EXERCISE DIRECTIONS:
From the records below, transcribe only the lines running from the one with "pub struct RadarContext" through the one with "repository and clock.". Keep both of those end lines.

* * * * * * *

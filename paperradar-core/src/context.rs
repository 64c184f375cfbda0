//! Process-wide service wiring.
//!
//! Built once at startup and handed to whatever needs the services; there
//! are no global instances.

use crate::cache::TieredCache;
use crate::clock::{Clock, SystemClock};
use crate::config::RadarConfig;
use crate::error::{ConfigError, Result};
use crate::field_stats::FieldStatsAggregator;
use crate::rate_limiter::RateLimiterRegistry;
use crate::ranking::RankingEngine;
use crate::repository::{PaperRepository, SqliteRepository};
use crate::trending::TrendingService;
use std::sync::Arc;
use tracing::info;

/// Shared handles to every service.
#[derive(Clone)]
pub struct RadarContext {
    config: Arc<RadarConfig>,
    clock: Arc<dyn Clock>,
    repo: Arc<dyn PaperRepository>,
    cache: Arc<TieredCache>,
    rate_limiters: Arc<RateLimiterRegistry>,
    field_stats: Arc<FieldStatsAggregator>,
    ranking: Arc<RankingEngine>,
    trending: Arc<TrendingService>,
}

impl RadarContext {
    /// Wire services over an existing repository and clock.
    pub fn new(
        config: RadarConfig,
        repo: Arc<dyn PaperRepository>,
        clock: Arc<dyn Clock>,
    ) -> std::result::Result<Self, ConfigError> {
        config.validate()?;

        let data_dir = config.storage.resolved_data_dir();
        let cache = Arc::new(TieredCache::from_config(
            &config.cache,
            &config.ttl,
            &data_dir,
            clock.clone(),
        )?);
        let rate_limiters = Arc::new(RateLimiterRegistry::new(config.rate_limits.clone()));
        let field_stats = Arc::new(FieldStatsAggregator::new(
            repo.clone(),
            cache.clone(),
            clock.clone(),
        ));
        let ranking = Arc::new(RankingEngine::new(
            repo.clone(),
            cache.clone(),
            field_stats.clone(),
            clock.clone(),
            config.ranking.clone(),
        ));
        let trending = Arc::new(TrendingService::new(
            repo.clone(),
            cache.clone(),
            clock.clone(),
        ));

        Ok(Self {
            config: Arc::new(config),
            clock,
            repo,
            cache,
            rate_limiters,
            field_stats,
            ranking,
            trending,
        })
    }

    /// Wire services over the configured SQLite database and the system
    /// clock.
    pub async fn open(config: RadarConfig) -> Result<Self> {
        let db_path = config.storage.resolved_database_path();
        if let Some(parent) = db_path.parent()
            && !parent.as_os_str().is_empty()
        {
            tokio::fs::create_dir_all(parent).await?;
        }
        let repo = SqliteRepository::open(&db_path).await?;
        info!(path = %db_path.display(), "Opened paper database");
        Ok(Self::new(config, Arc::new(repo), Arc::new(SystemClock))?)
    }

    pub fn config(&self) -> &RadarConfig {
        &self.config
    }

    pub fn clock(&self) -> &Arc<dyn Clock> {
        &self.clock
    }

    pub fn repository(&self) -> &Arc<dyn PaperRepository> {
        &self.repo
    }

    pub fn cache(&self) -> &Arc<TieredCache> {
        &self.cache
    }

    pub fn rate_limiters(&self) -> &Arc<RateLimiterRegistry> {
        &self.rate_limiters
    }

    pub fn field_stats(&self) -> &Arc<FieldStatsAggregator> {
        &self.field_stats
    }

    pub fn ranking(&self) -> &Arc<RankingEngine> {
        &self.ranking
    }

    pub fn trending(&self) -> &Arc<TrendingService> {
        &self.trending
    }
}
//! Paper Radar CLI: batch ranking and cache maintenance.

mod commands;

use clap::Parser;
use paperradar_core::Timeframe;
use std::path::PathBuf;
use tracing_subscriber::layer::SubscriberExt;
use tracing_subscriber::util::SubscriberInitExt;
use tracing_subscriber::{EnvFilter, Layer};

/// Paper Radar: field-normalized ranking of research papers
#[derive(Parser, Debug)]
#[command(name = "paperradar", version, about, long_about = None)]
struct Cli {
    /// Workspace directory (reads `.paperradar/config.toml` from here)
    #[arg(short, long, default_value = ".")]
    workspace: PathBuf,

    /// Increase verbosity (-v, -vv)
    #[arg(short, long, action = clap::ArgAction::Count, global = true)]
    verbose: u8,

    /// Suppress non-essential output
    #[arg(short, long, global = true)]
    quiet: bool,

    #[command(subcommand)]
    command: Commands,
}

#[derive(clap::Subcommand, Debug)]
enum Commands {
    /// Recalculate and store ranking scores
    Rank {
        /// Only rank papers in this category
        #[arg(short, long)]
        category: Option<String>,
        /// Rank papers published within this many days
        #[arg(long, default_value_t = 30)]
        lookback_days: i64,
    },
    /// Print the score breakdown of one paper as JSON
    Score {
        /// Paper id
        paper_id: String,
    },
    /// Print field statistics for a category
    FieldStats {
        /// Category, e.g. cs.LG
        category: String,
        /// Lookback window in days (defaults to ranking.field_stats_days)
        #[arg(long)]
        days: Option<i64>,
    },
    /// List trending papers
    Trending {
        /// day, week or month
        #[arg(short, long, default_value = "week")]
        timeframe: Timeframe,
        #[arg(short, long, default_value_t = 20)]
        limit: usize,
        #[arg(short, long)]
        category: Option<String>,
    },
    /// Inspect or maintain the cache
    Cache {
        #[command(subcommand)]
        action: CacheAction,
    },
    /// Manage configuration
    Config {
        #[command(subcommand)]
        action: ConfigAction,
    },
}

#[derive(clap::Subcommand, Debug)]
enum CacheAction {
    /// Show hit/miss counters and tier sizes
    Stats,
    /// Remove expired entries from both tiers
    ClearExpired,
    /// Remove every key containing a substring
    Invalidate {
        /// Substring to match
        pattern: String,
    },
}

#[derive(clap::Subcommand, Debug)]
enum ConfigAction {
    /// Write a default `.paperradar/config.toml` in the workspace
    Init,
    /// Print the effective configuration as TOML
    Show,
}

fn filter_directive(verbose: u8, quiet: bool) -> &'static str {
    match verbose {
        0 if quiet => "error",
        0 => "info",
        1 => "debug",
        _ => "trace",
    }
}

#[tokio::main]
async fn main() -> anyhow::Result<()> {
    // Load .env file if present
    let _ = dotenvy::dotenv();

    let cli = Cli::parse();

    let workspace = cli
        .workspace
        .canonicalize()
        .unwrap_or_else(|_| std::env::current_dir().unwrap_or_else(|_| PathBuf::from(".")));

    let config = paperradar_core::load_config(Some(&workspace), None)
        .map_err(|e| anyhow::anyhow!("Configuration error: {}", e))?;

    // Human-readable layer for stderr
    let stderr_layer = tracing_subscriber::fmt::layer()
        .with_target(false)
        .with_writer(std::io::stderr)
        .with_filter(EnvFilter::new(filter_directive(cli.verbose, cli.quiet)));

    // JSON file layer for structured logging
    let log_dir = config.storage.logs_dir();
    let _ = std::fs::create_dir_all(&log_dir);
    let file_appender = tracing_appender::rolling::daily(&log_dir, "paperradar.log");
    let (non_blocking, _guard) = tracing_appender::non_blocking(file_appender);
    let json_layer = tracing_subscriber::fmt::layer()
        .json()
        .with_writer(non_blocking)
        .with_filter(EnvFilter::new("debug"));

    tracing_subscriber::registry()
        .with(stderr_layer)
        .with(json_layer)
        .init();

    commands::handle_command(cli.command, config, &workspace).await
}

#[cfg(test)]
mod tests {
    use super::*;

    #[test]
    fn test_parse_rank() {
        let cli = Cli::try_parse_from(["paperradar", "rank", "--category", "cs.CV"]).unwrap();
        match cli.command {
            Commands::Rank {
                category,
                lookback_days,
            } => {
                assert_eq!(category.as_deref(), Some("cs.CV"));
                assert_eq!(lookback_days, 30);
            }
            other => panic!("unexpected command: {other:?}"),
        }
    }

    #[test]
    fn test_parse_trending_timeframe() {
        let cli = Cli::try_parse_from(["paperradar", "trending", "-t", "month", "-l", "5"]).unwrap();
        match cli.command {
            Commands::Trending {
                timeframe, limit, ..
            } => {
                assert_eq!(timeframe, Timeframe::Month);
                assert_eq!(limit, 5);
            }
            other => panic!("unexpected command: {other:?}"),
        }
        assert!(Cli::try_parse_from(["paperradar", "trending", "-t", "decade"]).is_err());
    }

    #[test]
    fn test_parse_cache_invalidate() {
        let cli = Cli::try_parse_from(["paperradar", "-v", "cache", "invalidate", "trending"])
            .unwrap();
        assert_eq!(cli.verbose, 1);
        assert!(matches!(
            cli.command,
            Commands::Cache {
                action: CacheAction::Invalidate { ref pattern }
            } if pattern == "trending"
        ));
    }

    #[test]
    fn test_filter_directive() {
        assert_eq!(filter_directive(0, true), "error");
        assert_eq!(filter_directive(0, false), "info");
        assert_eq!(filter_directive(2, false), "trace");
    }
}
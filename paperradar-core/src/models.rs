//! Paper records consumed by the ranking engine.
//!
//! The core reads these but does not own their lifecycle; enrichment jobs
//! populate them and the repository hands them over.

use chrono::{DateTime, NaiveDate, Utc};
use serde::{Deserialize, Serialize};

/// A paper author.
#[derive(Debug, Clone, PartialEq, Eq, Serialize, Deserialize)]
pub struct Author {
    pub name: String,
    #[serde(default, skip_serializing_if = "Vec::is_empty")]
    pub affiliations: Vec<String>,
}

impl Author {
    pub fn new(name: impl Into<String>) -> Self {
        Self {
            name: name.into(),
            affiliations: Vec::new(),
        }
    }
}

/// Citation, code and social metrics for one paper.
#[derive(Debug, Clone, Default, PartialEq, Serialize, Deserialize)]
pub struct PaperMetrics {
    #[serde(default)]
    pub citation_count: i64,
    /// New citations over the last week.
    #[serde(default)]
    pub citation_velocity_7d: i64,
    #[serde(default)]
    pub github_stars: i64,
    #[serde(default)]
    pub github_repos_count: i64,
    #[serde(default)]
    pub social_score: f64,
    /// Last score written by the ranking job.
    #[serde(default)]
    pub overall_rank_score: f64,
    #[serde(default, skip_serializing_if = "Option::is_none")]
    pub last_metrics_update: Option<DateTime<Utc>>,
}

/// A code repository or model linked to a paper.
#[derive(Debug, Clone, PartialEq, Serialize, Deserialize)]
pub struct Implementation {
    /// "github", "huggingface" or "paperswithcode".
    pub source: String,
    pub repo_url: String,
    pub repo_name: String,
    #[serde(default)]
    pub stars: i64,
    #[serde(default, skip_serializing_if = "Option::is_none")]
    pub description: Option<String>,
    #[serde(default, skip_serializing_if = "Option::is_none")]
    pub language: Option<String>,
    #[serde(default, skip_serializing_if = "Option::is_none")]
    pub last_updated: Option<DateTime<Utc>>,
}

/// Generated summary of a paper.
#[derive(Debug, Clone, Default, PartialEq, Serialize, Deserialize)]
pub struct PaperSummary {
    pub one_line_summary: String,
    #[serde(default, skip_serializing_if = "Option::is_none")]
    pub methodology: Option<String>,
    #[serde(default, skip_serializing_if = "Option::is_none")]
    pub results_summary: Option<String>,
    #[serde(default, skip_serializing_if = "Option::is_none")]
    pub key_innovation: Option<String>,
    #[serde(default, skip_serializing_if = "Option::is_none")]
    pub limitations: Option<String>,
}

impl PaperSummary {
    pub fn has_methodology(&self) -> bool {
        non_blank(self.methodology.as_deref())
    }

    pub fn has_results(&self) -> bool {
        non_blank(self.results_summary.as_deref())
    }
}

fn non_blank(text: Option<&str>) -> bool {
    text.is_some_and(|t| !t.trim().is_empty())
}

/// A paper with everything the scorer looks at.
#[derive(Debug, Clone, PartialEq, Serialize, Deserialize)]
pub struct Paper {
    pub id: String,
    pub arxiv_id: String,
    pub title: String,
    #[serde(rename = "abstract", default)]
    pub abstract_text: String,
    #[serde(default)]
    pub authors: Vec<Author>,
    pub published_date: NaiveDate,
    pub primary_category: String,
    #[serde(default)]
    pub categories: Vec<String>,
    #[serde(default)]
    pub implementations: Vec<Implementation>,
    #[serde(default, skip_serializing_if = "Option::is_none")]
    pub summary: Option<PaperSummary>,
    #[serde(default, skip_serializing_if = "Option::is_none")]
    pub metrics: Option<PaperMetrics>,
}

impl Paper {
    /// Minimal paper, mostly useful for tests and fixtures.
    pub fn new(
        id: impl Into<String>,
        title: impl Into<String>,
        primary_category: impl Into<String>,
        published_date: NaiveDate,
    ) -> Self {
        let id = id.into();
        let primary_category = primary_category.into();
        Self {
            arxiv_id: id.clone(),
            id,
            title: title.into(),
            abstract_text: String::new(),
            authors: Vec::new(),
            published_date,
            categories: vec![primary_category.clone()],
            primary_category,
            implementations: Vec::new(),
            summary: None,
            metrics: None,
        }
    }

    /// Whole days since publication; negative for future-dated papers.
    pub fn age_days(&self, today: NaiveDate) -> i64 {
        (today - self.published_date).num_days()
    }
}
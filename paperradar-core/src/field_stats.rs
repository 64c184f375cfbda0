//! Per-category citation statistics used to field-normalize raw counts.
//!
//! Stats are recomputed from scratch over a lookback window and cached for
//! several hours; a computed `FieldStats` is an immutable snapshot.

use crate::cache::{CacheCategory, CacheWrite, TieredCache};
use crate::clock::Clock;
use crate::error::RepositoryError;
use crate::models::PaperMetrics;
use crate::repository::PaperRepository;
use serde::{Deserialize, Serialize};
use std::sync::Arc;
use tracing::{debug, warn};

/// Number of percentile points kept per metric (0th through 99th).
pub const PERCENTILE_POINTS: usize = 100;

/// Default lookback window for field statistics, in days.
pub const DEFAULT_LOOKBACK_DAYS: i64 = 90;

/// Normalization reference for one category.
#[derive(Debug, Clone, PartialEq, Serialize, Deserialize)]
pub struct FieldStats {
    pub category: String,
    /// Index `i` holds the i-th percentile of citation counts.
    pub citation_percentiles: Vec<f64>,
    /// Index `i` holds the i-th percentile of weekly citation velocity.
    pub velocity_percentiles: Vec<f64>,
    pub mean_citations: f64,
    /// Population standard deviation, never below 1.0.
    pub std_citations: f64,
    pub sample_size: usize,
}

impl FieldStats {
    /// Stats for a category with no papers in the window.
    pub fn empty(category: impl Into<String>) -> Self {
        Self {
            category: category.into(),
            citation_percentiles: vec![0.0; PERCENTILE_POINTS],
            velocity_percentiles: vec![0.0; PERCENTILE_POINTS],
            mean_citations: 0.0,
            std_citations: 1.0,
            sample_size: 0,
        }
    }

    pub fn from_metrics(category: impl Into<String>, metrics: &[PaperMetrics]) -> Self {
        if metrics.is_empty() {
            return Self::empty(category);
        }
        let citations: Vec<f64> = metrics.iter().map(|m| m.citation_count as f64).collect();
        let velocities: Vec<f64> = metrics
            .iter()
            .map(|m| m.citation_velocity_7d as f64)
            .collect();

        let n = citations.len() as f64;
        let mean = citations.iter().sum::<f64>() / n;
        let variance = citations.iter().map(|c| (c - mean).powi(2)).sum::<f64>() / n;

        Self {
            category: category.into(),
            citation_percentiles: percentiles(&citations),
            velocity_percentiles: percentiles(&velocities),
            mean_citations: mean,
            std_citations: variance.sqrt().max(1.0),
            sample_size: metrics.len(),
        }
    }

    /// No papers backed these stats; callers should fall back to baselines.
    pub fn is_empty(&self) -> bool {
        self.sample_size == 0
    }

    pub fn citation_rank(&self, citations: f64) -> f64 {
        if self.is_empty() {
            return 0.5;
        }
        percentile_rank(citations, &self.citation_percentiles)
    }

    pub fn velocity_rank(&self, velocity: f64) -> f64 {
        if self.is_empty() {
            return 0.5;
        }
        percentile_rank(velocity, &self.velocity_percentiles)
    }

    /// Citation count at percentile `p` (0..=99), if present.
    pub fn citation_percentile(&self, p: usize) -> Option<f64> {
        self.citation_percentiles.get(p).copied()
    }
}

/// The 0th..99th percentiles of `values`, interpolating linearly between
/// closest ranks.
pub fn percentiles(values: &[f64]) -> Vec<f64> {
    if values.is_empty() {
        return vec![0.0; PERCENTILE_POINTS];
    }
    let mut sorted = values.to_vec();
    sorted.sort_by(f64::total_cmp);
    let last = (sorted.len() - 1) as f64;

    (0..PERCENTILE_POINTS)
        .map(|p| {
            let position = p as f64 / 100.0 * last;
            let lower = position.floor() as usize;
            let upper = position.ceil() as usize;
            let fraction = position - lower as f64;
            (sorted[lower] + (sorted[upper] - sorted[lower]) * fraction).min(sorted[upper])
        })
        .collect()
}

/// Fraction of the percentile table lying strictly below `value`: `i / 100`
/// for the smallest `i` with `value <= percentiles[i]`, or 1.0 past the top.
/// An empty array yields a neutral 0.5.
pub fn percentile_rank(value: f64, percentiles: &[f64]) -> f64 {
    if percentiles.is_empty() {
        return 0.5;
    }
    percentiles
        .iter()
        .position(|p| value <= *p)
        .map_or(1.0, |i| i as f64 / 100.0)
}

/// Computes and caches `FieldStats` per (category, lookback window).
pub struct FieldStatsAggregator {
    repo: Arc<dyn PaperRepository>,
    cache: Arc<TieredCache>,
    clock: Arc<dyn Clock>,
}

impl FieldStatsAggregator {
    pub fn new(
        repo: Arc<dyn PaperRepository>,
        cache: Arc<TieredCache>,
        clock: Arc<dyn Clock>,
    ) -> Self {
        Self { repo, cache, clock }
    }

    pub fn cache_key(category: &str, days: i64) -> String {
        format!("field_stats:{category}:{days}")
    }

    /// Cached stats for a category, computing them on a miss.
    ///
    /// Zero-sample stats are returned but not cached, so a category that
    /// gains papers is picked up on the next call.
    pub async fn get(&self, category: &str, days: i64) -> Result<Arc<FieldStats>, RepositoryError> {
        let key = Self::cache_key(category, days);
        if let Some(stats) = self.cache.get::<FieldStats>(&key).await {
            return Ok(Arc::new(stats));
        }
        self.refresh(category, days).await
    }

    /// Recompute stats from the repository and overwrite the cached copy.
    pub async fn refresh(
        &self,
        category: &str,
        days: i64,
    ) -> Result<Arc<FieldStats>, RepositoryError> {
        let since = self.clock.today() - chrono::Duration::days(days);
        let metrics = self.repo.category_metrics(category, since).await?;
        let stats = FieldStats::from_metrics(category, &metrics);
        debug!(
            category,
            days,
            sample_size = stats.sample_size,
            "Computed field statistics"
        );

        if !stats.is_empty() {
            let key = Self::cache_key(category, days);
            if let Err(e) = self
                .cache
                .set(&key, &stats, CacheWrite::new(CacheCategory::FieldStatistics))
                .await
            {
                warn!(category, error = %e, "Failed to cache field statistics");
            }
        }
        Ok(Arc::new(stats))
    }
}
//! # Paper Radar Core
//!
//! Ranking and caching core for Paper Radar.
//! Provides the volatility-aware tiered cache, per-field citation
//! statistics, the seven-component ranking engine, per-endpoint rate
//! limiting, trending lists, and configuration.

pub mod cache;
pub mod clock;
pub mod config;
pub mod context;
pub mod error;
pub mod field_stats;
pub mod models;
pub mod persistence;
pub mod ranking;
pub mod rate_limiter;
pub mod repository;
pub mod trending;

// Re-export commonly used types at the crate root.
pub use cache::{
    CacheBackend, CacheCategory, CacheConfig, CacheEntry, CacheStats, CacheWrite, FileTier,
    MemoryTier, PersistentTier, TieredCache, TtlConfig, TtlPolicy,
};
pub use clock::{Clock, ManualClock, SystemClock};
pub use config::{RadarConfig, StorageConfig, load_config};
pub use context::RadarContext;
pub use error::{CacheError, ConfigError, RadarError, RateLimitError, RepositoryError, Result};
pub use field_stats::{FieldStats, FieldStatsAggregator, percentile_rank};
pub use models::{Author, Implementation, Paper, PaperMetrics, PaperSummary};
pub use ranking::{
    NoveltyBackend, PaperScoreBreakdown, RankingConfig, RankingEngine, RankingWeights, RecalcStats,
};
pub use rate_limiter::{
    AdaptiveRateLimiter, EndpointLimit, ExponentialBackoff, RateLimiterRegistry, RateLimitsConfig,
    RequestPriority, UpstreamError,
};
pub use repository::{InMemoryRepository, PaperRepository, SqliteRepository};
pub use trending::{Timeframe, TrendingService};
//! Paper store consumed by the field statistics aggregator, the ranking job
//! and the trending service.
//!
//! `SqliteRepository` reads the local-mode database (`papers`,
//! `paper_metrics`, `paper_implementations`, `paper_summaries`). All SQLite
//! work runs on the blocking pool.

use crate::error::RepositoryError;
use crate::models::{Author, Implementation, Paper, PaperMetrics, PaperSummary};
use async_trait::async_trait;
use chrono::{DateTime, NaiveDate, NaiveDateTime, Utc};
use rusqlite::{Connection, OptionalExtension, params};
use std::collections::HashMap;
use std::path::{Path, PathBuf};
use tokio::sync::RwLock;

/// Read access to papers and their metrics, plus the single write the
/// ranking job performs.
#[async_trait]
pub trait PaperRepository: Send + Sync {
    /// Papers published on or after `since`, optionally in one category,
    /// with metrics, implementations and summary attached.
    async fn papers_since(
        &self,
        since: NaiveDate,
        category: Option<&str>,
    ) -> Result<Vec<Paper>, RepositoryError>;

    /// Metrics of every paper in `category` published on or after `since`.
    /// Papers without a metrics row are not included.
    async fn category_metrics(
        &self,
        category: &str,
        since: NaiveDate,
    ) -> Result<Vec<PaperMetrics>, RepositoryError>;

    /// Ids of the most recently published papers in a category.
    async fn recent_paper_ids(
        &self,
        category: &str,
        exclude_id: &str,
        limit: usize,
    ) -> Result<Vec<String>, RepositoryError>;

    async fn paper(&self, id: &str) -> Result<Option<Paper>, RepositoryError>;

    /// Fetch papers by id, in the order given. Unknown ids are skipped.
    async fn papers_by_ids(&self, ids: &[String]) -> Result<Vec<Paper>, RepositoryError>;

    /// Highest `overall_rank_score` first, newest first on ties. Papers
    /// without metrics rank as zero.
    async fn top_ranked(
        &self,
        since: NaiveDate,
        category: Option<&str>,
        limit: usize,
    ) -> Result<Vec<Paper>, RepositoryError>;

    /// Store a paper's overall score, creating its metrics row if needed.
    async fn update_rank_score(&self, paper_id: &str, score: f64) -> Result<(), RepositoryError>;
}

fn rank_order(a: &Paper, b: &Paper) -> std::cmp::Ordering {
    let score = |p: &Paper| p.metrics.as_ref().map_or(0.0, |m| m.overall_rank_score);
    score(b)
        .total_cmp(&score(a))
        .then_with(|| b.published_date.cmp(&a.published_date))
}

* * * * * * *

OUTPUT FOR THIS EXERCISE:
pub struct RadarContext {
    config: Arc<RadarConfig>,
    clock: Arc<dyn Clock>,
    repo: Arc<dyn PaperRepository>,
    cache: Arc<TieredCache>,
    rate_limiters: Arc<RateLimiterRegistry>,
    field_stats: Arc<FieldStatsAggregator>,
    ranking: Arc<RankingEngine>,
    trending: Arc<TrendingService>,
}

impl RadarContext {
    /// Wire services over an existing repository and clock.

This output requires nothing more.